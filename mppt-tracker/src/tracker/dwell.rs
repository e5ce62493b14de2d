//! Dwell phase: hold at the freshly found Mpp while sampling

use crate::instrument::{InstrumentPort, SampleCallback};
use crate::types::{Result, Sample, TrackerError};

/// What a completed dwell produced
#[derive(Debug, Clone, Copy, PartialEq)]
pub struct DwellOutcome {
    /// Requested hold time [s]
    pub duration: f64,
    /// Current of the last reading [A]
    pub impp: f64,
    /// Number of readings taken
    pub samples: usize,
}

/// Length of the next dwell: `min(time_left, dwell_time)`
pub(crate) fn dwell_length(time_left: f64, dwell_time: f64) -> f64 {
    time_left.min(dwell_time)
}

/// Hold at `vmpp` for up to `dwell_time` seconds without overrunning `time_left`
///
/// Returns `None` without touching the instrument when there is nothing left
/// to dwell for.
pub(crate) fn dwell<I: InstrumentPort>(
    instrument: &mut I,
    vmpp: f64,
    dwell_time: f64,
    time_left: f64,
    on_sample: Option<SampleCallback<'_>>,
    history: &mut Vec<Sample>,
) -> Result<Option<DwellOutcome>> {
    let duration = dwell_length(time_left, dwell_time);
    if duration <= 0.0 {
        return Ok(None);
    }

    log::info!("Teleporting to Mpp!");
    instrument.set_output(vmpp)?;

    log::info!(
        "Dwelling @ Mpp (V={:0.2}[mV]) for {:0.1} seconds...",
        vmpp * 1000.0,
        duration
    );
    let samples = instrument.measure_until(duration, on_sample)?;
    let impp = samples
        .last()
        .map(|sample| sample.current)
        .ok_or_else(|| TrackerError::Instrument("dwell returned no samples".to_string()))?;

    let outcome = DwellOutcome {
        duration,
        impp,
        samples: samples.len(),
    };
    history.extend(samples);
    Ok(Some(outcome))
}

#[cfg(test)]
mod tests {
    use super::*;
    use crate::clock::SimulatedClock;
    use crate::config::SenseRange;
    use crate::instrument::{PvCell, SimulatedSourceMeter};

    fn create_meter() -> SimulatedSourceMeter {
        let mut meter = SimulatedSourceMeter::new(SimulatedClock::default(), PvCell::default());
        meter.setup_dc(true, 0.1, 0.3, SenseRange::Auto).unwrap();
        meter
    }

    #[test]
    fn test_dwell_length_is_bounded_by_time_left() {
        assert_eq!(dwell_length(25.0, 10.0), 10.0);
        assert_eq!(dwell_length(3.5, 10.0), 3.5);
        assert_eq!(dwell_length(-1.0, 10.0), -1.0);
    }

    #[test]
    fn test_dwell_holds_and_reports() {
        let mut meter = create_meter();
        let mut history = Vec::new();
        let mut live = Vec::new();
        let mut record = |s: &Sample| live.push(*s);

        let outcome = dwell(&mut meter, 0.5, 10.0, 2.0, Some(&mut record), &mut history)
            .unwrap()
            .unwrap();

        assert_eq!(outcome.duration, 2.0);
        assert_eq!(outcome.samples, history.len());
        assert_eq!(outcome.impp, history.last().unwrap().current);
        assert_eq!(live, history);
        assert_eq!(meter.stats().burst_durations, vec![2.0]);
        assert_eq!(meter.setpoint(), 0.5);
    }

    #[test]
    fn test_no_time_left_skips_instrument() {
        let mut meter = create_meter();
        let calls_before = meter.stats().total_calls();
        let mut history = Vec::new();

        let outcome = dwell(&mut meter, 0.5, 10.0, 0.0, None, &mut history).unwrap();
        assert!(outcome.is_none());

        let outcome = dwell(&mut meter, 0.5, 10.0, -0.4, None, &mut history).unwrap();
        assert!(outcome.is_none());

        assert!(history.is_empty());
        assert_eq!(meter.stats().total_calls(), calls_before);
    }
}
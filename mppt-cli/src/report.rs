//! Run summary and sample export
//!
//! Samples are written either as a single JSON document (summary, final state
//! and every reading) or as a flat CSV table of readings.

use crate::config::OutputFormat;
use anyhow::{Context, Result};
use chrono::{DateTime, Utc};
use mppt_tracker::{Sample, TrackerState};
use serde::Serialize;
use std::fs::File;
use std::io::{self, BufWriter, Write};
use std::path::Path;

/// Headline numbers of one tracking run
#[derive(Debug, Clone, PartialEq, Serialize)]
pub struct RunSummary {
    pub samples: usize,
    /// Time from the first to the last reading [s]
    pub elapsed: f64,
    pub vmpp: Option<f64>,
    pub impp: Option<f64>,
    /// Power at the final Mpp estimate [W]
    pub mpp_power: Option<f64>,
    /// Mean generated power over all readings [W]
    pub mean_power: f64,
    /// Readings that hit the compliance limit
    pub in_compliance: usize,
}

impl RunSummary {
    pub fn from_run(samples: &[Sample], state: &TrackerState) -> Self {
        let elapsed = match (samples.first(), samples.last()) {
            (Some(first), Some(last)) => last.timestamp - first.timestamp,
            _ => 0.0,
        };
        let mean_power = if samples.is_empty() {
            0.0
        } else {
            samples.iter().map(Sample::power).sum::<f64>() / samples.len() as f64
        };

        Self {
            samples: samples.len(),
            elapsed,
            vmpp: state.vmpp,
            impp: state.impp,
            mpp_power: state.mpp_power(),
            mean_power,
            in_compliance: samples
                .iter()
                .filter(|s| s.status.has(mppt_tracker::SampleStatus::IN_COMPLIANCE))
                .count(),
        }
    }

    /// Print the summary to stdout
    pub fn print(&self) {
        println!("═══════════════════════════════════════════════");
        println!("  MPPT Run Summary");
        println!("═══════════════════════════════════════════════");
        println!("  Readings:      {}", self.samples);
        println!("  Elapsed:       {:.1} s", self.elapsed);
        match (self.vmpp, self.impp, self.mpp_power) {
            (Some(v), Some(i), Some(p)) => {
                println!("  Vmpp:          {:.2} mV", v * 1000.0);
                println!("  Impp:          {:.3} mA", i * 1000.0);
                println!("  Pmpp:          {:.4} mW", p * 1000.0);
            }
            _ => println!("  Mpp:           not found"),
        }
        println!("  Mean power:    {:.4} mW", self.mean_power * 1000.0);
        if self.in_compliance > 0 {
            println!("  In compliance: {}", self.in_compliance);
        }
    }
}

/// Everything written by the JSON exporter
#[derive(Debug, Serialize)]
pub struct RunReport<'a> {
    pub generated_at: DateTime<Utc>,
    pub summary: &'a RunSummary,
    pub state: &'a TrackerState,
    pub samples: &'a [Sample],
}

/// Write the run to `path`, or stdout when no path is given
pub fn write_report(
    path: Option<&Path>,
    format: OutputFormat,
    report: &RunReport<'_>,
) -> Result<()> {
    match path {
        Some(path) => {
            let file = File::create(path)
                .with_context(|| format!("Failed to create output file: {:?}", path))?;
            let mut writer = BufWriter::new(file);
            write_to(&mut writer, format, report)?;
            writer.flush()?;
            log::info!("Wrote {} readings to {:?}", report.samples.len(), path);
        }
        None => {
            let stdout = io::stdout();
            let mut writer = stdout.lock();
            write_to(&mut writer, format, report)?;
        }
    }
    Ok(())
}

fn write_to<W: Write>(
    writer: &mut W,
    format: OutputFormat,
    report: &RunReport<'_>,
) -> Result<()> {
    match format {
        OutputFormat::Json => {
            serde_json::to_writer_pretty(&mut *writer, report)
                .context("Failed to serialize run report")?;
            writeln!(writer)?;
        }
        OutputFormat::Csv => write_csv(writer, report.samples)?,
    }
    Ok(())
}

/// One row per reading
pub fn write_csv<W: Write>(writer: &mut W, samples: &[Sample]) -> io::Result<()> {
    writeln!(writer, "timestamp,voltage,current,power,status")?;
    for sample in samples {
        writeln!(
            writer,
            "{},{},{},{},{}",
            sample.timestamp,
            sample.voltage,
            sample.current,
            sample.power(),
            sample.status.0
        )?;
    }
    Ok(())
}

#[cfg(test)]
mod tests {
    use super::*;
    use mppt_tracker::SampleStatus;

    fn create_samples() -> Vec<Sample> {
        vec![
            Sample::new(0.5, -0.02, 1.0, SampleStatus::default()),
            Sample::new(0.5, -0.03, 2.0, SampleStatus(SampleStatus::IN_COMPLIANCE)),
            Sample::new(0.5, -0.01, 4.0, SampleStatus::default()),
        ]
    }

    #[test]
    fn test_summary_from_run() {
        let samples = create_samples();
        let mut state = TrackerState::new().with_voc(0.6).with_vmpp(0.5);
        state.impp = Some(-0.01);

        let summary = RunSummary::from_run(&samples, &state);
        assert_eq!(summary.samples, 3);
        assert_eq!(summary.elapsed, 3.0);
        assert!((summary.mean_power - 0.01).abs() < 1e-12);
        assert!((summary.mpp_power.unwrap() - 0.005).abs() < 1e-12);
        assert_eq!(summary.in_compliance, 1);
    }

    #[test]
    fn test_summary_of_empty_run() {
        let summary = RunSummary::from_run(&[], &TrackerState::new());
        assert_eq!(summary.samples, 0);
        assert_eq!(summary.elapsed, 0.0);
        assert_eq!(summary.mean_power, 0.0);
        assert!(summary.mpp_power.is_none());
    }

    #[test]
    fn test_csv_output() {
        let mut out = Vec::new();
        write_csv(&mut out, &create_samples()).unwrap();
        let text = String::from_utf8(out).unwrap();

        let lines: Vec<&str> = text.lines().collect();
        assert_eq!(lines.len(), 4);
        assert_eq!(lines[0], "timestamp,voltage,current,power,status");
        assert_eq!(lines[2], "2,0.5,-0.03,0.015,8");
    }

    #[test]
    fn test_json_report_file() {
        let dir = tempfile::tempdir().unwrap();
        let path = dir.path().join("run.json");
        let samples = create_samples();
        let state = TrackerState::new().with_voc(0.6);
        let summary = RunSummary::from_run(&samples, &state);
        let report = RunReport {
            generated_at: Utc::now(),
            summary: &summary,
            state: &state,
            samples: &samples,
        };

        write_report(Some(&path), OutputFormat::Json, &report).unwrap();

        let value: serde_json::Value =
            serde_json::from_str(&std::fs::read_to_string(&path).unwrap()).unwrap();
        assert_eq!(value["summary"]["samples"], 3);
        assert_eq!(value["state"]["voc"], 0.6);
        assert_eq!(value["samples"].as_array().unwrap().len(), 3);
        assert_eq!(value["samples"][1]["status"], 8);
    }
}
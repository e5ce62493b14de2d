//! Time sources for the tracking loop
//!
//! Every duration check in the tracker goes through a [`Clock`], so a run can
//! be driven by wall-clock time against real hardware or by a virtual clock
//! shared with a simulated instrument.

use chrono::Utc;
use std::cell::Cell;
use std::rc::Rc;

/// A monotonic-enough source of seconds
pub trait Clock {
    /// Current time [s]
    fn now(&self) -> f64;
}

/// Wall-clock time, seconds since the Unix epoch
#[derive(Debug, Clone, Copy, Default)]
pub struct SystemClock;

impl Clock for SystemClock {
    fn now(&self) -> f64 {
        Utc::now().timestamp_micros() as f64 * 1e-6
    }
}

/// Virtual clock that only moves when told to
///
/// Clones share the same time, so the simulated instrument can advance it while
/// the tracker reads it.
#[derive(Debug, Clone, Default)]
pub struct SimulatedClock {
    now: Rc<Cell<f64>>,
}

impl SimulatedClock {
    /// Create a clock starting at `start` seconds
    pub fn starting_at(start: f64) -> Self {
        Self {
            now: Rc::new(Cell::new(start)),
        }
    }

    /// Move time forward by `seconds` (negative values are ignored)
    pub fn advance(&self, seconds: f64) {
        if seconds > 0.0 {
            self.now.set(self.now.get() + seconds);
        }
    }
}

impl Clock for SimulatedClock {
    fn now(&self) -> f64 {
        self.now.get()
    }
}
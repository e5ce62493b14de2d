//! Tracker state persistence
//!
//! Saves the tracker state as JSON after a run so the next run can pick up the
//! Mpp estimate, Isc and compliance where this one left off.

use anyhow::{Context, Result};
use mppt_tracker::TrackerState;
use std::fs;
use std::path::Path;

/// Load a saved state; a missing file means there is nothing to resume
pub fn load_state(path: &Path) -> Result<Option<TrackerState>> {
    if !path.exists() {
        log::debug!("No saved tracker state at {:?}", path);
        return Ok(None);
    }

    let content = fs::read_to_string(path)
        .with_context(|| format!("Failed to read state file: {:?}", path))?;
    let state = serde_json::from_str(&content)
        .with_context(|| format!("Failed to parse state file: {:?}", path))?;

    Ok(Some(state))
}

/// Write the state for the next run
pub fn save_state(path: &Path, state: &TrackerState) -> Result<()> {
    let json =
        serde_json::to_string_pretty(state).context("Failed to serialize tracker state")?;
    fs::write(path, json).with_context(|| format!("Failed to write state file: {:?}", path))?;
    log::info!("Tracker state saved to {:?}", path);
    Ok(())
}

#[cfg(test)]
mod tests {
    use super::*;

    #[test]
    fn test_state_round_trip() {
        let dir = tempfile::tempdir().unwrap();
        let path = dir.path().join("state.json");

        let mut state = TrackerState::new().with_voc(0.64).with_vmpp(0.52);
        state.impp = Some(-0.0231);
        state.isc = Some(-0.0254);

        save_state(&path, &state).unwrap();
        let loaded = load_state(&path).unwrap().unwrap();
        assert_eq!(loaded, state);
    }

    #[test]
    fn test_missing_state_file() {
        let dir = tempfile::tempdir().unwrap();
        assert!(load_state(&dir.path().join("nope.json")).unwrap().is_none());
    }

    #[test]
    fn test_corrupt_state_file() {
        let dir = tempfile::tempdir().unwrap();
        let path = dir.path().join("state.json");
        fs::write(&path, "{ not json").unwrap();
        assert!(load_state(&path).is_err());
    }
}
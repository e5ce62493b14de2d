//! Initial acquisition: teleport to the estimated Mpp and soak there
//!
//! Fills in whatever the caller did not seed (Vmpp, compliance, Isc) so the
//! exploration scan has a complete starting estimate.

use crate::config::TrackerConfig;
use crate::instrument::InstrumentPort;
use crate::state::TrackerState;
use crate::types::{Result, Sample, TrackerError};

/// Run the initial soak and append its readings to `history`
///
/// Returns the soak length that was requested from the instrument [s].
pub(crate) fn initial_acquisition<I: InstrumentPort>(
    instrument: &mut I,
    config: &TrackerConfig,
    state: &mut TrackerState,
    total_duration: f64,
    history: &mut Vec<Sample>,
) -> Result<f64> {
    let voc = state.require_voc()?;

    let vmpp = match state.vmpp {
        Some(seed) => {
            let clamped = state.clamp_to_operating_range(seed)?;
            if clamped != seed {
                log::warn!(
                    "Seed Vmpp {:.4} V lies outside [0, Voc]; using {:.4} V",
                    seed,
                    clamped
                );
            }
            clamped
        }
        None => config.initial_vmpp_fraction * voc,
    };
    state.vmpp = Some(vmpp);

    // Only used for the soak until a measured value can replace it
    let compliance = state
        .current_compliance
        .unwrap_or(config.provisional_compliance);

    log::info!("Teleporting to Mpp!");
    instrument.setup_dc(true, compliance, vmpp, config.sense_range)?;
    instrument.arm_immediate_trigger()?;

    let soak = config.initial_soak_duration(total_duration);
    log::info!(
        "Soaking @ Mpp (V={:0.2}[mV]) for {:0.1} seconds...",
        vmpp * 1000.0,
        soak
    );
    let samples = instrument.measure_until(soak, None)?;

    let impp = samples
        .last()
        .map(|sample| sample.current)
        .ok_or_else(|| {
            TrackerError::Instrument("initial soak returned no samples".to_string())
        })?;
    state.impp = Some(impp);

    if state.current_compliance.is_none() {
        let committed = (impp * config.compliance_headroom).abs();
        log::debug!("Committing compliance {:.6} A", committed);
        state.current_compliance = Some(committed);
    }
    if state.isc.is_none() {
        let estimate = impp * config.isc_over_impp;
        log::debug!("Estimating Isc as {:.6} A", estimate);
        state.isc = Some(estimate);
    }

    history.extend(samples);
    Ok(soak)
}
· · ·
◆ Required action
Write out exactly the lines from the start of the material through the line with "Length of the". No other output is expected.

◆ Reply to the task
filename mppt-tracker/src/tracker/dwell.rs
repository e5ce62493b14de2d
//! Dwell phase: hold at the freshly found Mpp while sampling

use crate::instrument::{InstrumentPort, SampleCallback};
use crate::types::{Result, Sample, TrackerError};

/// What a completed dwell produced
#[derive(Debug, Clone, Copy, PartialEq)]
pub struct DwellOutcome {
    /// Requested hold time [s]
    pub duration: f64,
    /// Current of the last reading [A]
    pub impp: f64,
    /// Number of readings taken
    pub samples: usize,
}

/// Length of the next dwell: `min(time_left, dwell_time)`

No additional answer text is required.